Chroniquer Houellebecq ?

C’est toujours un moment d’angoisse au moment de se lancer dans une chronique d’un nouveau livre de Michel Houellebecq. Un peu parce que tout le monde et son chien a déjà écrit quelque chose sur Anéantir depuis sa sortie la semaine dernière, puisque tout le monde a un avis sur Houellebecq, souvent négatif, agressif, méprisant… jaloux ? Mais surtout parce que, pour nous, Houellebecq est, sinon le plus grand écrivain français du siècle – car ça, on ne le saura qu’après coup, dans quelques décennies, juste avant d’être engloutis par la montée des océans -, mais sans aucun doute le plus marquant. Et puis enfin, parce que très rares sont ses livres qui ne nous ont pas touché, quelque part, et fait réfléchir.

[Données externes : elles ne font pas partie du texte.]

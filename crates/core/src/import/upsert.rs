//! Upsert construction for validated rows.

use serde_json::Value;

use super::kind::ImportKind;
use super::row::RowRecord;
use super::ImportError;
use crate::store::{Document, Filter, UpsertOp};

/// Field holding a program's ordered subject ids.
pub const CURRICULUM_FIELD: &str = "materias";

/// One upsert per row, keyed by the kind's natural key.
///
/// A curriculum import collapses into a single non-inserting update that
/// replaces the program's subject list.
pub fn build_upserts(kind: ImportKind, rows: Vec<RowRecord>) -> Result<Vec<UpsertOp>, ImportError> {
    if let ImportKind::Curriculum { program_code } = kind {
        return Ok(vec![curriculum_update(program_code, rows)]);
    }

    rows.into_iter()
        .map(|row| {
            let mut filter = Filter::new();
            for key in kind.natural_key() {
                let value = row.set.get(*key).cloned().ok_or_else(|| {
                    ImportError::Internal(format!(
                        "row {} has no value for natural key '{key}'",
                        row.number
                    ))
                })?;
                filter = filter.eq(*key, value);
            }
            Ok(UpsertOp {
                filter,
                set: row.set,
                set_on_insert: row.set_on_insert,
                upsert: true,
            })
        })
        .collect()
}

fn curriculum_update(program_code: i64, rows: Vec<RowRecord>) -> UpsertOp {
    let mut subjects: Vec<Value> = Vec::with_capacity(rows.len());
    for row in rows {
        if let Some(id) = row.set.get("materia") {
            if !subjects.contains(id) {
                subjects.push(id.clone());
            }
        }
    }

    let mut set = Document::new();
    set.insert(CURRICULUM_FIELD.to_string(), Value::Array(subjects));
    UpsertOp {
        filter: Filter::new().eq("codigo", program_code),
        set,
        set_on_insert: Document::new(),
        upsert: false,
    }
}
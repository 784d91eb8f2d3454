//! Argon2id password hashing and verification.
//!
//! All password hashes use the Argon2id variant with a cryptographically random
//! salt generated via [`OsRng`]. The PHC string format is used for storage so
//! that algorithm parameters and salt are embedded in the hash itself.

use argon2::password_hash::rand_core::OsRng;
use argon2::password_hash::{PasswordHash, PasswordHasher, PasswordVerifier, SaltString};
use argon2::Argon2;

/// Hash a plaintext password using Argon2id with a random salt.
pub fn hash_password(password: &str) -> Result<String, argon2::password_hash::Error> {
    let salt = SaltString::generate(&mut OsRng);
    let hash = Argon2::default().hash_password(password.as_bytes(), &salt)?;
    Ok(hash.to_string())
}

/// Verify a plaintext password against a stored PHC-formatted hash.
///
/// Returns `Ok(false)` on mismatch; `Err` only when the stored hash is unreadable.
pub fn verify_password(password: &str, hash: &str) -> Result<bool, argon2::password_hash::Error> {
    let parsed_hash = PasswordHash::new(hash)?;
    match Argon2::default().verify_password(password.as_bytes(), &parsed_hash) {
        Ok(()) => Ok(true),
        Err(argon2::password_hash::Error::Password) => Ok(false),
        Err(e) => Err(e),
    }
}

Pour Anéantir – le titre le plus houellebecquien imaginable – le défi est encore plus conséquent : derrière ses plus de sept cents pages, sous sa couverture soignée, voulue par l’auteur pour rappeler que les livres sont de beaux objets, il s’agit pour nous de son livre le plus décevant. Oh, pas le plus raté, et d’ailleurs nous l’avons dévoré en quelques jours, tant le style de Houellebecq reste d’une efficacité imparable, aspire le lecteur et le retient prisonnier (Anéantir est le genre de livre qu’on a très envie, si seulement on le pouvait, de lire en une seule fois, disons en une nuit), mais celui qui marque une sorte d’assagissement improbable de l’auteur, ce qui forcément, déçoit par rapport aux provocations furieuses qui caractérisaient la quasi-totalité de ses romans jusqu’à présent.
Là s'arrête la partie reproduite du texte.